RIO DE JANEIRO — Forget about Ryan Lochte‘s blueish-gray hair. Katie Ledecky‘s secrets to success. Or Missy Franklin’s admission that she was emotionally overwhelmed at Olympic trials last month. The biggest news to come out of USA Swimming’s pre-competition news conference Wednesday afternoon was a single word uttered by Michael Phelps.

Potential.

As in “potential” last Olympics.

Phelps is scheduled to swim three events in Rio — the 100- and 200-meter butterfly and the 200-meter individual medley — but could swim as many as six if coaches elect to put him on the 4×100- and 4×200-meter freestyle relay and the 4×100-meter medley relay. He’s currently ranked No. 2 in the world in the 100 fly and 200 IM and sixth in the 200 fly. Should Phelps win gold in any of those events he would become the oldest gold medalist in Olympic swimming history. Lochte could also make the same history in the 200 IM and a potential relay.

In Rio, Phelps is not only captain for the United States team but also the flag-bearer for the entire American delegation. It’s a complete change from a year earlier, when Phelps was not allowed to compete at world championships as part of his suspension from USA Swimming for his September 2014 DUI arrest.

Phelps competed at the U.S. Nationals in San Antonio instead last summer, where his times were faster than the world championship gold medalists in the 100 and 200 fly and the 200 IM. After that meet, Bowman suggested that maybe Rio shouldn’t be the end. “If he’s swimming like he is now, why the hell should he quit?” Bowman said at the time. “He’s not like Tiger [Woods], a shell of himself. He’s his real self.”
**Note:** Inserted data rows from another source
//! Standard normal CDF and quantile.

use statrs::function::erf::{erfc, erfc_inv};

/// `Φ(x)`, computed through `erfc` so the upper tail keeps full precision.
pub fn std_normal_cdf(x: f64) -> f64 {
    0.5 * erfc(-x / std::f64::consts::SQRT_2)
}

/// Upper tail `1 - Φ(x)`.
pub fn std_normal_sf(x: f64) -> f64 {
    0.5 * erfc(x / std::f64::consts::SQRT_2)
}

/// `Φ⁻¹(p)` for `p` in `(0, 1)`. Callers validate the range.
pub fn std_normal_quantile(p: f64) -> f64 {
    -std::f64::consts::SQRT_2 * erfc_inv(2.0 * p)
}
//! Multi-bin Poisson model with analytic gamma nuisances.
//!
//! Per bin `i` the expected count is `mu * e_i + b_i`. Each of `e_i` and `b_i`
//! is either a fixed number or gamma-distributed, `Gamma(shape, rate)`.
//! Integrating a Poisson over a gamma-distributed mean gives a negative
//! binomial, so the marginal per-bin likelihood is the discrete convolution
//!
//! ```text
//! p(n | mu) = Σ_{k=0..n} S(k | mu) B(n - k)
//! ```
//!
//! with `S`/`B` Poisson (fixed nuisance) or `NB(shape, p)` (gamma nuisance;
//! `p = mu/rate` for the signal, `p = 1/rate` for the background).

use rand::RngCore;
use rand_distr::{Distribution, Gamma};

use crate::error::AppError;
use crate::math::{ln_convolve_at, ln_negative_binomial_series, ln_poisson_series};
use crate::models::{CountingModel, check_inputs, sample_poisson, suggest_range_from_totals};
use crate::prior::GammaPrior;

/// Largest observed count accepted per bin.
pub const MAX_COUNT: u64 = 100_000;

/// A per-bin nuisance parameter.
#[derive(Debug, Clone, Copy, PartialEq)]
pub enum Nuisance {
    Fixed(f64),
    Gamma { shape: f64, rate: f64 },
}

impl Nuisance {
    pub fn gamma(shape: f64, rate: f64) -> Result<Self, AppError> {
        if !(shape.is_finite() && shape > 0.0 && rate.is_finite() && rate > 0.0) {
            return Err(AppError::format(format!(
                "Gamma nuisance needs finite shape > 0 and rate > 0, got shape={shape}, rate={rate}."
            )));
        }
        Ok(Nuisance::Gamma { shape, rate })
    }

    pub fn fixed(value: f64) -> Result<Self, AppError> {
        if !(value.is_finite() && value >= 0.0) {
            return Err(AppError::format(format!("Fixed nuisance must be finite and >= 0, got {value}.")));
        }
        Ok(Nuisance::Fixed(value))
    }

    /// Gamma fitted to `(value, uncertainty)`; zero uncertainty gives `Fixed`.
    pub fn from_estimate(value: f64, uncertainty: f64) -> Result<Self, AppError> {
        if uncertainty == 0.0 {
            return Self::fixed(value);
        }
        let prior = GammaPrior::fit(value, uncertainty)?;
        Self::gamma(prior.shape(), prior.rate())
    }

    pub fn mean(&self) -> f64 {
        match *self {
            Nuisance::Fixed(v) => v,
            Nuisance::Gamma { shape, rate } => shape / rate,
        }
    }

    fn scaled(self, factor: f64) -> Self {
        match self {
            Nuisance::Fixed(v) => Nuisance::Fixed(v * factor),
            // Scaling a gamma variable divides its rate.
            Nuisance::Gamma { shape, rate } => Nuisance::Gamma {
                shape,
                rate: rate / factor,
            },
        }
    }

    /// `ln` pmf of the count contributed by this nuisance times `scale`, for `k = 0..=n`.
    fn ln_count_series(&self, n: u64, scale: f64) -> Vec<f64> {
        match *self {
            Nuisance::Fixed(v) => ln_poisson_series(n, scale * v),
            Nuisance::Gamma { shape, rate } => ln_negative_binomial_series(n, shape, scale / rate),
        }
    }

    fn sample(&self, rng: &mut dyn RngCore) -> Result<f64, AppError> {
        match *self {
            Nuisance::Fixed(v) => Ok(v),
            Nuisance::Gamma { shape, rate } => {
                let dist = Gamma::new(shape, 1.0 / rate)
                    .map_err(|e| AppError::computation(format!("Gamma sampler failed: {e}")))?;
                Ok(dist.sample(rng))
            }
        }
    }
}

#[derive(Debug, Clone)]
pub struct MultiPoissonGamma {
    labels: Vec<String>,
    counts: Vec<u64>,
    response: Vec<Nuisance>,
    background: Vec<Nuisance>,
}

impl MultiPoissonGamma {
    pub fn new(
        labels: Vec<String>,
        counts: Vec<u64>,
        response: Vec<Nuisance>,
        background: Vec<Nuisance>,
    ) -> Result<Self, AppError> {
        let nbins = counts.len();
        if nbins == 0 {
            return Err(AppError::format("Model needs at least one bin."));
        }
        if labels.len() != nbins || response.len() != nbins || background.len() != nbins {
            return Err(AppError::format(format!(
                "Inconsistent bin counts: {} labels, {nbins} counts, {} responses, {} backgrounds.",
                labels.len(),
                response.len(),
                background.len()
            )));
        }
        tracing::debug!(nbins, "poisson-gamma model built");
        Ok(Self {
            labels,
            counts,
            response,
            background,
        })
    }

    /// Per-bin gamma nuisances from `(shape, rate)` vectors.
    pub fn from_shape_rate(
        counts: Vec<u64>,
        response_shape: &[f64],
        response_rate: &[f64],
        background_shape: &[f64],
        background_rate: &[f64],
    ) -> Result<Self, AppError> {
        let response = pair_gamma(response_shape, response_rate)?;
        let background = pair_gamma(background_shape, background_rate)?;
        Self::new(default_labels(counts.len()), counts, response, background)
    }

    /// Per-bin nuisances from `(value, uncertainty)` estimates via [`GammaPrior`].
    pub fn from_estimates(
        counts: Vec<u64>,
        response: &[(f64, f64)],
        background: &[(f64, f64)],
    ) -> Result<Self, AppError> {
        let response = response
            .iter()
            .map(|&(v, e)| Nuisance::from_estimate(v, e))
            .collect::<Result<Vec<_>, _>>()?;
        let background = background
            .iter()
            .map(|&(v, e)| Nuisance::from_estimate(v, e))
            .collect::<Result<Vec<_>, _>>()?;
        Self::new(default_labels(counts.len()), counts, response, background)
    }

    /// Nuisances inferred from auxiliary "effective counts".
    ///
    /// A background known from a control sample of `y` events scaled by `b`
    /// has posterior `Gamma(y + 1/2, rate = b)`; likewise the response from
    /// `x` effective events scaled by `a`.
    pub fn from_effective_counts(
        counts: Vec<u64>,
        response_counts: &[f64],
        response_scale: &[f64],
        background_counts: &[f64],
        background_scale: &[f64],
    ) -> Result<Self, AppError> {
        let shapes = |xs: &[f64]| xs.iter().map(|x| x + 0.5).collect::<Vec<f64>>();
        Self::from_shape_rate(
            counts,
            &shapes(response_counts),
            response_scale,
            &shapes(background_counts),
            background_scale,
        )
    }

    /// Scale every response by a global luminosity.
    pub fn with_luminosity(mut self, lumi: f64) -> Result<Self, AppError> {
        if !(lumi.is_finite() && lumi > 0.0) {
            return Err(AppError::range(format!("Luminosity must be finite and > 0, got {lumi}.")));
        }
        for r in &mut self.response {
            *r = r.scaled(lumi);
        }
        Ok(self)
    }

    pub fn response(&self) -> &[Nuisance] {
        &self.response
    }

    pub fn background(&self) -> &[Nuisance] {
        &self.background
    }
}

fn default_labels(n: usize) -> Vec<String> {
    (1..=n).map(|i| format!("bin{i}")).collect()
}

fn pair_gamma(shape: &[f64], rate: &[f64]) -> Result<Vec<Nuisance>, AppError> {
    if shape.len() != rate.len() {
        return Err(AppError::format(format!(
            "{} shapes but {} rates.",
            shape.len(),
            rate.len()
        )));
    }
    shape
        .iter()
        .zip(rate)
        .map(|(&s, &r)| Nuisance::gamma(s, r))
        .collect()
}

impl CountingModel for MultiPoissonGamma {
    fn nbins(&self) -> usize {
        self.counts.len()
    }

    fn counts(&self) -> &[u64] {
        &self.counts
    }

    fn labels(&self) -> &[String] {
        &self.labels
    }

    fn ln_likelihood(&self, data: &[u64], mu: f64) -> Result<f64, AppError> {
        check_inputs(self.nbins(), data, mu)?;
        let mu = mu.max(0.0);

        let mut total = 0.0;
        for (i, &n) in data.iter().enumerate() {
            if n > MAX_COUNT {
                return Err(AppError::computation(format!(
                    "Bin {} has count {n}, above the supported maximum {MAX_COUNT}.",
                    i + 1
                )));
            }
            let signal = self.response[i].ln_count_series(n, mu);
            let background = self.background[i].ln_count_series(n, 1.0);
            total += ln_convolve_at(&signal, &background, n as usize);
            if total == f64::NEG_INFINITY {
                break;
            }
        }
        Ok(total)
    }

    fn generate(&self, mu: f64, rng: &mut dyn RngCore) -> Result<Vec<u64>, AppError> {
        if !mu.is_finite() {
            return Err(AppError::range(format!("Parameter of interest must be finite, got {mu}.")));
        }
        let mut out = Vec::with_capacity(self.nbins());
        for i in 0..self.nbins() {
            let e = self.response[i].sample(&mut *rng)?;
            let b = self.background[i].sample(&mut *rng)?;
            out.push(sample_poisson(mu * e + b, &mut *rng)?);
        }
        Ok(out)
    }

    fn suggest_range(&self) -> (f64, f64) {
        let n: f64 = self.counts.iter().map(|&c| c as f64).sum();
        let a: f64 = self.response.iter().map(Nuisance::mean).sum();
        let b: f64 = self.background.iter().map(Nuisance::mean).sum();
        suggest_range_from_totals(n, a, b)
    }
}

#[cfg(test)]
mod tests {
    use super::*;
    use crate::math::{ln_factorials, ln_poisson};
    use crate::models::{Draw, MultiPoisson};
    use approx::assert_relative_eq;
    use rand::SeedableRng;
    use rand::rngs::StdRng;

    #[test]
    fn fixed_nuisances_reduce_to_poisson() {
        let model = MultiPoissonGamma::from_estimates(
            vec![4, 9],
            &[(1.0, 0.0), (2.5, 0.0)],
            &[(0.5, 0.0), (3.0, 0.0)],
        )
        .unwrap();
        let mu = 1.7;
        let lf = ln_factorials(&[4, 9]);
        let expected = ln_poisson(4, mu + 0.5, lf[0]) + ln_poisson(9, 2.5 * mu + 3.0, lf[1]);
        assert_relative_eq!(model.ln_likelihood_observed(mu).unwrap(), expected, epsilon = 1e-12);

        // Same numbers through a single-draw ensemble.
        let ensemble = MultiPoisson::new(vec![4, 9], vec![Draw::new(vec![1.0, 2.5], vec![0.5, 3.0])]).unwrap();
        assert_relative_eq!(
            model.ln_likelihood_observed(mu).unwrap(),
            ensemble.ln_likelihood_observed(mu).unwrap(),
            epsilon = 1e-12
        );
    }

    #[test]
    fn gamma_background_matches_negative_binomial() {
        // Background only (response fixed at 0): p(n) = NB(n | shape, 1/rate).
        let shape = 3.5;
        let rate = 2.0;
        let model = MultiPoissonGamma::new(
            vec!["a".into()],
            vec![3],
            vec![Nuisance::Fixed(0.0)],
            vec![Nuisance::gamma(shape, rate).unwrap()],
        )
        .unwrap();
        let p: f64 = 1.0 / rate;
        // NB(3) = Γ(shape+3)/(Γ(shape) 3!) p^3 / (1+p)^(shape+3)
        let coeff = shape * (shape + 1.0) * (shape + 2.0) / 6.0;
        let expected = coeff * p.powi(3) / (1.0 + p).powf(shape + 3.0);
        assert_relative_eq!(model.likelihood(&[3], 5.0).unwrap(), expected, epsilon = 1e-12);
    }

    #[test]
    fn narrow_gamma_approaches_fixed() {
        let narrow = MultiPoissonGamma::from_estimates(vec![6], &[(2.0, 1e-4)], &[(1.0, 1e-4)]).unwrap();
        let fixed = MultiPoissonGamma::from_estimates(vec![6], &[(2.0, 0.0)], &[(1.0, 0.0)]).unwrap();
        assert_relative_eq!(
            narrow.likelihood(narrow.counts(), 2.0).unwrap(),
            fixed.likelihood(fixed.counts(), 2.0).unwrap(),
            max_relative = 1e-3
        );
    }

    #[test]
    fn effective_counts_use_half_offset() {
        let model = MultiPoissonGamma::from_effective_counts(vec![2], &[10.0], &[5.0], &[4.0], &[2.0]).unwrap();
        assert_eq!(model.response()[0], Nuisance::Gamma { shape: 10.5, rate: 5.0 });
        assert_eq!(model.background()[0], Nuisance::Gamma { shape: 4.5, rate: 2.0 });
    }

    #[test]
    fn luminosity_rescales_response_rate() {
        let model = MultiPoissonGamma::from_shape_rate(vec![1], &[4.0], &[2.0], &[1.0], &[1.0])
            .unwrap()
            .with_luminosity(2.0)
            .unwrap();
        assert_relative_eq!(model.response()[0].mean(), 4.0, epsilon = 1e-12);
    }

    #[test]
    fn rejects_oversized_counts_and_bad_parameters() {
        let model = MultiPoissonGamma::from_estimates(vec![MAX_COUNT + 1], &[(1.0, 0.0)], &[(1.0, 0.0)]).unwrap();
        let err = model.ln_likelihood_observed(1.0).unwrap_err();
        assert_eq!(err.kind(), crate::error::ErrorKind::Computation);
        assert!(Nuisance::gamma(0.0, 1.0).is_err());
        assert!(MultiPoissonGamma::from_shape_rate(vec![1], &[1.0, 2.0], &[1.0], &[1.0], &[1.0]).is_err());
    }

    #[test]
    fn generate_is_seed_reproducible() {
        let model = MultiPoissonGamma::from_estimates(vec![0, 0], &[(1.0, 0.2), (2.0, 0.5)], &[(3.0, 1.0), (0.5, 0.0)])
            .unwrap();
        let mut a = StdRng::seed_from_u64(4);
        let mut b = StdRng::seed_from_u64(4);
        assert_eq!(model.generate(1.0, &mut a).unwrap(), model.generate(1.0, &mut b).unwrap());
    }

    #[test]
    fn gamma_response_matches_direct_quadrature() {
        // L(mu) = ∫ Gamma(e | k, r) Poisson(n | mu e + b) de, integrated with Simpson.
        let (k, r, b, n) = (3.5, 2.0, 1.2, 4u64);
        let model = MultiPoissonGamma::new(
            vec!["sr".into()],
            vec![n],
            vec![Nuisance::gamma(k, r).unwrap()],
            vec![Nuisance::fixed(b).unwrap()],
        )
        .unwrap();
        let ln_norm = k * f64::ln(r) - statrs::function::gamma::ln_gamma(k);
        let ln_fact = ln_factorials(&[n])[0];
        let integrand = |e: f64, mu: f64| {
            if e <= 0.0 {
                return 0.0;
            }
            (ln_norm + (k - 1.0) * e.ln() - r * e + ln_poisson(n, mu * e + b, ln_fact)).exp()
        };

        let (upper, steps) = (40.0, 40_000);
        let h = upper / steps as f64;
        for mu in [0.3, 1.7, 6.0] {
            let mut sum = integrand(0.0, mu) + integrand(upper, mu);
            for i in 1..steps {
                let w = if i % 2 == 1 { 4.0 } else { 2.0 };
                sum += w * integrand(i as f64 * h, mu);
            }
            let quadrature = sum * h / 3.0;
            assert_relative_eq!(model.likelihood(&[n], mu).unwrap(), quadrature, max_relative = 1e-9);
        }
    }
}
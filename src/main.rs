use std::process::ExitCode;

fn main() -> ExitCode {
    dotenvy::dotenv().ok();
    match counting_limits::app::run() {
        Ok(()) => ExitCode::SUCCESS,
        Err(err) => {
            eprintln!("error: {err}");
            ExitCode::from(err.exit_code())
        }
    }
}
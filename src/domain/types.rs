//! Shared domain types.
//!
//! Configuration enums are `clap::ValueEnum` so the CLI can parse them
//! directly; result types are `serde`-serializable for `--json` exports.

use std::path::PathBuf;

use clap::ValueEnum;
use serde::{Deserialize, Serialize};

/// Which limit calculator to run.
#[derive(Debug, Clone, Copy, PartialEq, Eq, Serialize, Deserialize, ValueEnum)]
#[serde(rename_all = "lowercase")]
pub enum CalculatorKind {
    /// Flat-prior Bayesian posterior quantile.
    Bayes,
    /// Asymptotic Gaussian quantile around the MLE.
    Wald,
    /// Asymptotic CLs.
    Cls,
}

impl CalculatorKind {
    pub fn display_name(self) -> &'static str {
        match self {
            CalculatorKind::Bayes => "Bayes",
            CalculatorKind::Wald => "Wald",
            CalculatorKind::Cls => "CLs (asymptotic)",
        }
    }

    /// Level used when none is given on the command line.
    pub fn default_cl(self) -> f64 {
        match self {
            CalculatorKind::Bayes => crate::calc::DEFAULT_BAYES_CL,
            CalculatorKind::Wald => crate::calc::DEFAULT_WALD_CL,
            CalculatorKind::Cls => crate::calc::DEFAULT_CLS_CL,
        }
    }
}

/// How to interpret the input file.
#[derive(Debug, Clone, Copy, PartialEq, Eq, Serialize, Deserialize, ValueEnum)]
#[serde(rename_all = "kebab-case")]
pub enum ModelFormat {
    /// Counts followed by sampled response/background line pairs.
    MultiPoisson,
    /// Bin count, counts, draw count, then response/background line pairs.
    Counted,
    /// Counts followed by fixed values or gamma shape/rate lines.
    PoissonGamma,
}

/// A two-sided interval at level `cl`.
#[derive(Debug, Clone, Copy, PartialEq, Serialize, Deserialize)]
pub struct Interval {
    pub lower: f64,
    pub upper: f64,
    pub cl: f64,
}

/// One expected-limit percentile.
#[derive(Debug, Clone, Copy, PartialEq, Serialize, Deserialize)]
pub struct Band {
    pub prob: f64,
    pub limit: f64,
}

/// Expected-limit percentiles plus toy bookkeeping.
#[derive(Debug, Clone, PartialEq, Serialize, Deserialize)]
pub struct ExpectedBands {
    pub bands: Vec<Band>,
    /// Toys attempted.
    pub toys: usize,
    /// Toys excluded because their calculator failed.
    pub failed: usize,
}

/// Observed data and scan range shared by every summary.
#[derive(Debug, Clone, Serialize, Deserialize)]
pub struct RunInfo {
    pub input: PathBuf,
    pub model: String,
    pub labels: Vec<String>,
    pub counts: Vec<u64>,
    pub mu_min: f64,
    pub mu_max: f64,
}

#[derive(Debug, Clone, Serialize, Deserialize)]
pub struct BayesSummary {
    pub run: RunInfo,
    pub cl: f64,
    pub upper_limit: f64,
    pub interval: Interval,
    pub map_estimate: f64,
    /// Parabolic uncertainty of the MAP estimate at `cl`.
    pub map_uncertainty: Option<f64>,
    /// Bayes-factor Z-value at the MAP estimate against `mu = 0`.
    pub z_map: Option<f64>,
}

#[derive(Debug, Clone, Serialize, Deserialize)]
pub struct WaldSummary {
    pub run: RunInfo,
    pub cl: f64,
    pub estimate: f64,
    pub uncertainty: f64,
    pub upper_limit: f64,
    pub interval: Interval,
    /// Profile-likelihood Z-value against `mu = 0`.
    pub z0: Option<f64>,
    pub p0: Option<f64>,
}

#[derive(Debug, Clone, Serialize, Deserialize)]
pub struct ClsSummary {
    pub run: RunInfo,
    pub cl: f64,
    pub estimate: f64,
    pub uncertainty: f64,
    pub upper_limit: f64,
}

#[derive(Debug, Clone, Serialize, Deserialize)]
pub struct ExpectedSummary {
    pub run: RunInfo,
    pub method: CalculatorKind,
    pub cl: f64,
    pub true_mu: f64,
    pub seed: u64,
    pub observed_limit: f64,
    pub expected: ExpectedBands,
}

/// Inputs common to every limit command, as understood by the pipeline.
///
/// Derived from CLI flags (plus defaults).
#[derive(Debug, Clone)]
pub struct LimitConfig {
    pub input: PathBuf,
    pub format: ModelFormat,
    /// Global luminosity applied to every response.
    pub lumi: Option<f64>,
    /// Scan range; missing ends come from the model's suggested range.
    pub mu_min: Option<f64>,
    pub mu_max: Option<f64>,
    /// Level; `None` uses the calculator's default.
    pub cl: Option<f64>,
    /// Bayes prior `mu^power`; `None` is flat.
    pub prior_power: Option<f64>,
    /// Evaluate only this ensemble draw (0-based).
    pub draw: Option<usize>,
    pub json: Option<PathBuf>,
}

/// Settings for an expected-limit run.
#[derive(Debug, Clone)]
pub struct ExpectedConfig {
    pub limit: LimitConfig,
    pub method: CalculatorKind,
    pub true_mu: f64,
    pub toys: usize,
    pub seed: u64,
    /// Band probabilities; empty means the defaults.
    pub prob: Vec<f64>,
}

/// Per-bin `(value, uncertainty)` estimates used to synthesize an ensemble.
#[derive(Debug, Clone, PartialEq)]
pub struct BinEstimate {
    pub label: String,
    pub count: u64,
    pub response: f64,
    pub response_unc: f64,
    pub background: f64,
    pub background_unc: f64,
}

/// Settings for ensemble synthesis.
#[derive(Debug, Clone)]
pub struct SynthConfig {
    pub bins: Vec<BinEstimate>,
    pub draws: usize,
    pub seed: u64,
    /// Correlation between every pair of bin responses; `None` samples them independently.
    pub response_correlation: Option<f64>,
    pub output: PathBuf,
}
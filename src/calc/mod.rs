//! Limit calculators built on a [`CountingModel`].
//!
//! - [`BayesCalculator`]: posterior quantiles under a flat or supplied prior
//! - [`WaldCalculator`]: asymptotic Gaussian approximation around the MLE
//! - [`ClsCalculator`]: asymptotic CLs upper limits
//! - [`ExpectedLimitsGenerator`]: pseudo-experiment limit bands for any of them

use crate::error::AppError;
use crate::models::CountingModel;

pub mod bayes;
pub mod cls;
pub mod expected;
pub mod wald;

pub use bayes::*;
pub use cls::*;
pub use expected::*;
pub use wald::*;

/// Common interface shared by the calculators.
pub trait LimitCalculator: Send + Sync {
    /// Counts this calculator was built on.
    fn data(&self) -> &[u64];

    /// Confidence (credibility) level used by [`LimitCalculator::upper_limit`].
    fn cl(&self) -> f64;

    /// Value of the parameter of interest below which a fraction `p` of the
    /// belief (or coverage) lies. `p` must be in `(0, 1)`.
    fn percentile(&self, p: f64) -> Result<f64, AppError>;

    fn upper_limit(&self) -> Result<f64, AppError> {
        self.percentile(self.cl())
    }

    /// Signed significance of the data against the hypothesis `mu`.
    fn zvalue(&self, mu: f64) -> Result<f64, AppError>;

    /// Same model, range, and level, fitted to different counts.
    fn refit(&self, data: Vec<u64>) -> Result<Self, AppError>
    where
        Self: Sized;

    fn model(&self) -> &dyn CountingModel;
}

/// Shared validation for calculator constructors.
pub(crate) fn check_cl(cl: f64) -> Result<(), AppError> {
    check_probability(cl, "Confidence level")
}

pub(crate) fn check_probability(p: f64, what: &str) -> Result<(), AppError> {
    if !(p > 0.0 && p < 1.0) {
        return Err(AppError::range(format!("{what} must lie strictly between 0 and 1, got {p}.")));
    }
    Ok(())
}
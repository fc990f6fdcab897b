//! Input/output helpers.
//!
//! - ensemble table read/write (`table`)
//! - counted ensemble layout with explicit bin and draw counts (`counted`)
//! - analytic Poisson-gamma input (`poisson_gamma`)
//! - JSON export of results (`json`)

pub mod counted;
pub mod json;
pub mod poisson_gamma;
pub mod table;

pub use counted::*;
pub use json::*;
pub use poisson_gamma::*;
pub use table::{format_table, parse_table, read_table, write_table};
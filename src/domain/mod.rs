//! Domain types used throughout the pipeline.
//!
//! This module defines:
//!
//! - configuration enums (`CalculatorKind`, `ModelFormat`)
//! - run configuration (`LimitConfig`, `ExpectedConfig`, `SynthConfig`)
//! - serializable results (`Interval`, `BayesSummary`, `WaldSummary`, `ExpectedBands`, ...)

pub mod types;

pub use types::*;
//! Nuisance-ensemble synthesis from per-bin `(value, uncertainty)` estimates.
//!
//! Each draw samples every bin's response and background together, so the
//! result is a valid [`MultiPoisson`] ensemble. Responses can optionally be
//! correlated across bins through a multivariate normal.

use nalgebra::DMatrix;
use rand::Rng;
use rand::SeedableRng;
use rand::rngs::StdRng;

use crate::domain::{BinEstimate, SynthConfig};
use crate::error::AppError;
use crate::math::MultiNormal;
use crate::models::{CountingModel, Draw, MultiPoisson};
use crate::prior::GammaPrior;

/// Default number of ensemble draws.
pub const DEFAULT_DRAWS: usize = 500;

/// A single quantity's sampler: exact when the uncertainty is zero.
#[derive(Debug, Clone)]
enum Source {
    Exact(f64),
    Gamma(GammaPrior),
}

impl Source {
    fn new(value: f64, uncertainty: f64, what: &str) -> Result<Self, AppError> {
        if !(value.is_finite() && value >= 0.0) {
            return Err(AppError::range(format!("{what} estimate must be finite and >= 0, got {value}.")));
        }
        if !(uncertainty.is_finite() && uncertainty >= 0.0) {
            return Err(AppError::range(format!(
                "{what} uncertainty must be finite and >= 0, got {uncertainty}."
            )));
        }
        if uncertainty == 0.0 {
            Ok(Source::Exact(value))
        } else {
            Ok(Source::Gamma(GammaPrior::fit(value, uncertainty)?))
        }
    }

    fn sample<R: Rng + ?Sized>(&self, rng: &mut R) -> f64 {
        match self {
            Source::Exact(v) => *v,
            Source::Gamma(prior) => prior.sample(rng),
        }
    }
}

/// Build the ensemble described by `config`, seeded deterministically.
pub fn synthesize(config: &SynthConfig) -> Result<MultiPoisson, AppError> {
    let mut rng = StdRng::seed_from_u64(config.seed);
    let model = match config.response_correlation {
        Some(rho) => correlated_ensemble(&config.bins, config.draws, rho, &mut rng)?,
        None => gamma_ensemble(&config.bins, config.draws, &mut rng)?,
    };
    tracing::info!(bins = model.nbins(), draws = model.ndraws(), "ensemble synthesized");
    Ok(model)
}

/// Independent gamma draws for every response and background.
///
/// When every uncertainty is zero the ensemble collapses to one exact draw.
pub fn gamma_ensemble<R: Rng + ?Sized>(
    bins: &[BinEstimate],
    draws: usize,
    rng: &mut R,
) -> Result<MultiPoisson, AppError> {
    check_bins(bins, draws)?;
    let response = bins
        .iter()
        .map(|b| Source::new(b.response, b.response_unc, &format!("{} response", b.label)))
        .collect::<Result<Vec<_>, _>>()?;
    let background = background_sources(bins)?;

    let exact = bins.iter().all(|b| b.response_unc == 0.0 && b.background_unc == 0.0);
    let ndraws = if exact { 1 } else { draws };

    let ensemble = (0..ndraws)
        .map(|_| {
            let r = response.iter().map(|s| s.sample(rng)).collect();
            let b = background.iter().map(|s| s.sample(rng)).collect();
            Draw::new(r, b)
        })
        .collect();
    build(bins, ensemble)
}

/// Responses drawn from a multivariate normal with common pairwise
/// correlation `rho`, truncated to non-negative values; backgrounds gamma.
pub fn correlated_ensemble<R: Rng + ?Sized>(
    bins: &[BinEstimate],
    draws: usize,
    rho: f64,
    rng: &mut R,
) -> Result<MultiPoisson, AppError> {
    check_bins(bins, draws)?;
    if !(rho.is_finite() && rho > -1.0 && rho < 1.0) {
        return Err(AppError::range(format!("Response correlation must be in (-1, 1), got {rho}.")));
    }
    if let Some(b) = bins.iter().find(|b| !(b.response_unc.is_finite() && b.response_unc > 0.0)) {
        return Err(AppError::range(format!(
            "Correlated responses need a positive uncertainty in every bin; '{}' has {}.",
            b.label, b.response_unc
        )));
    }

    let n = bins.len();
    let mean: Vec<f64> = bins.iter().map(|b| b.response).collect();
    let std_devs: Vec<f64> = bins.iter().map(|b| b.response_unc).collect();
    let cor = DMatrix::from_fn(n, n, |i, j| if i == j { 1.0 } else { rho });
    let mvn = MultiNormal::from_correlation(&mean, &std_devs, &cor)?;
    let background = background_sources(bins)?;

    let mut ensemble = Vec::with_capacity(draws);
    for _ in 0..draws {
        let r = mvn.sample_positive(rng)?;
        let b = background.iter().map(|s| s.sample(rng)).collect();
        ensemble.push(Draw::new(r, b));
    }
    build(bins, ensemble)
}

fn check_bins(bins: &[BinEstimate], draws: usize) -> Result<(), AppError> {
    if bins.is_empty() {
        return Err(AppError::format("Need at least one bin estimate."));
    }
    if draws == 0 {
        return Err(AppError::range("Number of ensemble draws must be > 0."));
    }
    Ok(())
}

fn background_sources(bins: &[BinEstimate]) -> Result<Vec<Source>, AppError> {
    bins.iter()
        .map(|b| Source::new(b.background, b.background_unc, &format!("{} background", b.label)))
        .collect()
}

fn build(bins: &[BinEstimate], ensemble: Vec<Draw>) -> Result<MultiPoisson, AppError> {
    let labels = bins.iter().map(|b| b.label.clone()).collect();
    let counts = bins.iter().map(|b| b.count).collect();
    MultiPoisson::with_labels(labels, counts, ensemble)
}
Bowman said he suggested as much to Phelps during lunch one day in San Antonio and the swimmer told him “no way.”

The coach concluded that interview last summer by saying Rio was setting up for the perfect ending to the greatest Olympic career of all time. “I’d like him to go there, kick the s— out of everybody and leave at the top of his game,” Bowman said then. “Go be [Michael] Jordan against the Jazz. Don’t go play for the Wizards.”

For the better part of two years, that seemed like the plan. But now it’s anyone’s guess.

Phelps is as media savvy as athletes come. He wouldn’t suggest even the slightest possibility of competing in Tokyo in 2020 without something behind it — especially after spending the past two years closing and locking that door at every potential opportunity. And as unrealistic as it seems, there are those who don’t even think Tokyo would be the end. Former Olympian Tyler Clary said at the U.S. Olympic Media Summit in March that if Los Angeles ends up winning the right to host the 2024 games, he predicted both Phelps and Lochte would try to make the team at 39 and 40 years old, respectively.

“I’m not joking,” Clary said. “Even if it’s just a 50 — I could totally see those guys doing whatever they could to compete in those Games.”